Search the records below for the word "sourcemap", then return every line where it appears.

** Recorded data follows **

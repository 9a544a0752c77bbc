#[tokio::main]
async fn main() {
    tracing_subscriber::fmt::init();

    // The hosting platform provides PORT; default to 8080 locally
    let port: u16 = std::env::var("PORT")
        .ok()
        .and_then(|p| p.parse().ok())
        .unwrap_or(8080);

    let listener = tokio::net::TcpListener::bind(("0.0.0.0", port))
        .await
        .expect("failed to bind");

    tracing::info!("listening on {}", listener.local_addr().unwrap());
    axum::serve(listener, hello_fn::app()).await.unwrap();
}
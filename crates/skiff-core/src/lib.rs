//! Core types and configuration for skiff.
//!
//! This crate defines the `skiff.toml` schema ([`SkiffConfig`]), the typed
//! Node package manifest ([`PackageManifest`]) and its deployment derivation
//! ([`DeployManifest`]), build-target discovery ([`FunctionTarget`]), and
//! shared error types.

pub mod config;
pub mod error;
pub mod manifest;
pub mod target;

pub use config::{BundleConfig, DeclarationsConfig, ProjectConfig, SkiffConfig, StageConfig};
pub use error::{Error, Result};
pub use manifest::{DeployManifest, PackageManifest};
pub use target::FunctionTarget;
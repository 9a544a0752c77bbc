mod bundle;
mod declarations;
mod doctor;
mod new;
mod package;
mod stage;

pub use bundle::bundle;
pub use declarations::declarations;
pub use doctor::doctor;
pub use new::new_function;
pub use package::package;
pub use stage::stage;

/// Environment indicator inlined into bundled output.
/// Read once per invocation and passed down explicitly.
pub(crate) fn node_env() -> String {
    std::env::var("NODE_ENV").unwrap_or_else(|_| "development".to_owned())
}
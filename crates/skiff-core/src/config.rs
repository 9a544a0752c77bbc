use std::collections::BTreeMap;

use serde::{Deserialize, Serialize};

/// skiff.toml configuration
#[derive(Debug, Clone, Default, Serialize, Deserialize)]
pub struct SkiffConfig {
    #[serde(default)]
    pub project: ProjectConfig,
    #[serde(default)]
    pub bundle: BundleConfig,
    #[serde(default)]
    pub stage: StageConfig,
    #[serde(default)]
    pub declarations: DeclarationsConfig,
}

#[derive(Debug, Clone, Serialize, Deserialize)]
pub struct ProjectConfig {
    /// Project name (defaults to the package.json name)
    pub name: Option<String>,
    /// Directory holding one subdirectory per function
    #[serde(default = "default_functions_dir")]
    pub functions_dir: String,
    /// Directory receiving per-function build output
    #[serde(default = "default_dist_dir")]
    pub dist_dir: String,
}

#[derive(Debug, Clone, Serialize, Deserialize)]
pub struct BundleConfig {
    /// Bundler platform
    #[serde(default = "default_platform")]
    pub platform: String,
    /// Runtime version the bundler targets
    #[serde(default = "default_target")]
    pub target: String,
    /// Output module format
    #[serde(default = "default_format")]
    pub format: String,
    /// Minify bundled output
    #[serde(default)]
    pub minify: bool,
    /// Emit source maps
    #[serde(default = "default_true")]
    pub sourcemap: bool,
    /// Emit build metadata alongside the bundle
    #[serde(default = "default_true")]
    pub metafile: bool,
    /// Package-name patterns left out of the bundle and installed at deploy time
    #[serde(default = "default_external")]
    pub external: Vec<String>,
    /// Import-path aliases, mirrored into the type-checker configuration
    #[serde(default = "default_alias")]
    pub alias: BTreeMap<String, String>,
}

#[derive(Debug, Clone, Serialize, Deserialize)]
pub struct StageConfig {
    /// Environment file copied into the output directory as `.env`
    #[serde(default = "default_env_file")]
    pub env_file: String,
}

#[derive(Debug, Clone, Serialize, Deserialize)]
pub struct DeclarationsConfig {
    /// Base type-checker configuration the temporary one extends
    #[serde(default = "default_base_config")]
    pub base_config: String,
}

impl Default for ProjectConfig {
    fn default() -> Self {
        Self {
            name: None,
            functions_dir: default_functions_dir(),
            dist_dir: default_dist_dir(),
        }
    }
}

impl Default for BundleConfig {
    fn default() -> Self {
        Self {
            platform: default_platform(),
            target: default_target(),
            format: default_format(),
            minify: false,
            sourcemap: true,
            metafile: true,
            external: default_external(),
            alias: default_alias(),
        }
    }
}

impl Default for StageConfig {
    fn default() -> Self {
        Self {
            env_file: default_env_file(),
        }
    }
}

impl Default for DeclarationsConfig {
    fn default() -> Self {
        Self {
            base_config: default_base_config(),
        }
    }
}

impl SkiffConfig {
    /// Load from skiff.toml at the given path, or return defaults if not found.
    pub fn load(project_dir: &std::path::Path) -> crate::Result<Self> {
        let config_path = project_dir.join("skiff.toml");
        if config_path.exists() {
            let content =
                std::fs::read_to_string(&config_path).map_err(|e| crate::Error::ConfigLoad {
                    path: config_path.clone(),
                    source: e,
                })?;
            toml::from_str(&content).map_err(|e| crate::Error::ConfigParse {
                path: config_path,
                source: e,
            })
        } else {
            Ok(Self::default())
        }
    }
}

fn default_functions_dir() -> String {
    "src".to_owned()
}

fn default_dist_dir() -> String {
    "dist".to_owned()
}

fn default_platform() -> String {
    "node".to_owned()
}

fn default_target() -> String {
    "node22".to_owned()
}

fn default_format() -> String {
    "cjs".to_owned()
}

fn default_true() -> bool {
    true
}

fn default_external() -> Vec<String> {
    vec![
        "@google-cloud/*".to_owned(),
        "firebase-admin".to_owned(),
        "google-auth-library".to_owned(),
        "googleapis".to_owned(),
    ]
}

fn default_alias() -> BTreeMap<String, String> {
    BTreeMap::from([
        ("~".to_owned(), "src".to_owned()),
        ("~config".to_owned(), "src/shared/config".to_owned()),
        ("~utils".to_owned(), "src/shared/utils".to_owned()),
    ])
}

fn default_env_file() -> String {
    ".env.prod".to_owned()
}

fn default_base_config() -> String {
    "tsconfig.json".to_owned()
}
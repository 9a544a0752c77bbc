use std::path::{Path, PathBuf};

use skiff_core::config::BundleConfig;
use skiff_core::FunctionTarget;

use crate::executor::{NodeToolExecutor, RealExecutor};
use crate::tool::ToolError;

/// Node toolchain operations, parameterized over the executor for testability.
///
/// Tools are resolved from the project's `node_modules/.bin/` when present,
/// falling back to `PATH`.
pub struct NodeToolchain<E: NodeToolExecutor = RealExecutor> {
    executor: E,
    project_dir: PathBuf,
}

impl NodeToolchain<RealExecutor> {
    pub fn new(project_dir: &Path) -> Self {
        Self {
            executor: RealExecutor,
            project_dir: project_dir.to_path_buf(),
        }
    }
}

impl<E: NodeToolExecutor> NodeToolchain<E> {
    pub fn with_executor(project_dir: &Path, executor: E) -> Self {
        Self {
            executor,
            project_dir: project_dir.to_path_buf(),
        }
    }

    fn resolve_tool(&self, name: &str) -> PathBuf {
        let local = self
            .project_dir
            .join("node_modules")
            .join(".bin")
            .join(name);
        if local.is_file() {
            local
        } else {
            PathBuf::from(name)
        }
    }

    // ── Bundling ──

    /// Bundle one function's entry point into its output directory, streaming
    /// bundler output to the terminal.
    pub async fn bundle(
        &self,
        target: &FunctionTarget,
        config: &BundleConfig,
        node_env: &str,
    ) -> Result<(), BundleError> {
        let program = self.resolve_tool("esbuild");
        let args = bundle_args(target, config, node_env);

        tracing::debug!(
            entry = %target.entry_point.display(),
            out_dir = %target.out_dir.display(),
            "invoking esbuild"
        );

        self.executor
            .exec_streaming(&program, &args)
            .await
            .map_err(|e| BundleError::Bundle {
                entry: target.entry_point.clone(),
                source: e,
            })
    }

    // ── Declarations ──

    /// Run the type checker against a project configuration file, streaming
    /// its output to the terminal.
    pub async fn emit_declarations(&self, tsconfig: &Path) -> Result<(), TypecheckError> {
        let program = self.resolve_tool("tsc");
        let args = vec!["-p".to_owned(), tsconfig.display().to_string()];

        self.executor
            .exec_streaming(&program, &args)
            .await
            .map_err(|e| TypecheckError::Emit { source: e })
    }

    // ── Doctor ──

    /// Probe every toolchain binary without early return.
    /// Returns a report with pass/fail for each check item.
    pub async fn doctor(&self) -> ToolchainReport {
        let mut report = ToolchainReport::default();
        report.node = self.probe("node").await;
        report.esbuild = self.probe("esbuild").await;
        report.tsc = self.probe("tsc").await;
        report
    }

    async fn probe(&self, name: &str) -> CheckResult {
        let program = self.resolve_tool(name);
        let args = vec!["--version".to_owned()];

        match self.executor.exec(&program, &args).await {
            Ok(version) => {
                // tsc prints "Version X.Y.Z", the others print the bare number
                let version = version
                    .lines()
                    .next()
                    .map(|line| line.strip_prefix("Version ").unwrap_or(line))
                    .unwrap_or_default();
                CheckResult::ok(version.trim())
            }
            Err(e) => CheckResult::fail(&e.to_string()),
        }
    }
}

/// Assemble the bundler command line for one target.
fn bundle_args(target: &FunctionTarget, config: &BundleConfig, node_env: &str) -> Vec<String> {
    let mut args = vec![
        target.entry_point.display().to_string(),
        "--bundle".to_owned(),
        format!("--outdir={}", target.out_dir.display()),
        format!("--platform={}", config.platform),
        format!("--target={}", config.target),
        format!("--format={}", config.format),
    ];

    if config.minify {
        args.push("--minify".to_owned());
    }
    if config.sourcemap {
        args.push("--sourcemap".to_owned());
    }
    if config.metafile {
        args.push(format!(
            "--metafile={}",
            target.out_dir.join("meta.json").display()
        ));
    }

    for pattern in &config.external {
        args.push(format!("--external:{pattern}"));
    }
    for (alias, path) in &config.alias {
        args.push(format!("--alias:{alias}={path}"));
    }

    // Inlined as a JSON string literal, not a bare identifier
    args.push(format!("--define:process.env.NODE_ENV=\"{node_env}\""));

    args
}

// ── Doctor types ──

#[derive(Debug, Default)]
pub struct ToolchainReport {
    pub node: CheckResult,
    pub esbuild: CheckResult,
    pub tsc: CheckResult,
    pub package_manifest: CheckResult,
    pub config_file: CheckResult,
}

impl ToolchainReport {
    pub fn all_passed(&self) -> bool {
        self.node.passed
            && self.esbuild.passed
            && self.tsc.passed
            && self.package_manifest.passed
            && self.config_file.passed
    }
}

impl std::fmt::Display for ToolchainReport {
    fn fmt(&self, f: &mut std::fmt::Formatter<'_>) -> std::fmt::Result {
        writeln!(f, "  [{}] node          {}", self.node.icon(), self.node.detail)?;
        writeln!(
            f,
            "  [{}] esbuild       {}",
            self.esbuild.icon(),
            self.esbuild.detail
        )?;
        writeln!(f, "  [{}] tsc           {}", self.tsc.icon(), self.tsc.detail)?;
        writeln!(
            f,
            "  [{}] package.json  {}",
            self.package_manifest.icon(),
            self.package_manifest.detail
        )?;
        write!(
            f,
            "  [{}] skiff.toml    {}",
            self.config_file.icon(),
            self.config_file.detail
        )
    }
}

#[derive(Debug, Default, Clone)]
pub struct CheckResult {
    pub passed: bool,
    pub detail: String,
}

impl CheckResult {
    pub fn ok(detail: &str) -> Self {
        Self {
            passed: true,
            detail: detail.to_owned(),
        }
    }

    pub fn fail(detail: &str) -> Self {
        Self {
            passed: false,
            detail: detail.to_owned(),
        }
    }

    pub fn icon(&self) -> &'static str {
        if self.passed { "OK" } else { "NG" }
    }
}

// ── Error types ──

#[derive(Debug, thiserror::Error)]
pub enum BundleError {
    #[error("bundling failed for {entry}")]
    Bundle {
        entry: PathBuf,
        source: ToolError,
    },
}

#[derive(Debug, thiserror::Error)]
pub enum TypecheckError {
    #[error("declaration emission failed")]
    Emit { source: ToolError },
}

** End of Recorded data **

Task response:
    pub sourcemap: bool,
            sourcemap: true,
    if config.sourcemap {
        args.push("--sourcemap".to_owned());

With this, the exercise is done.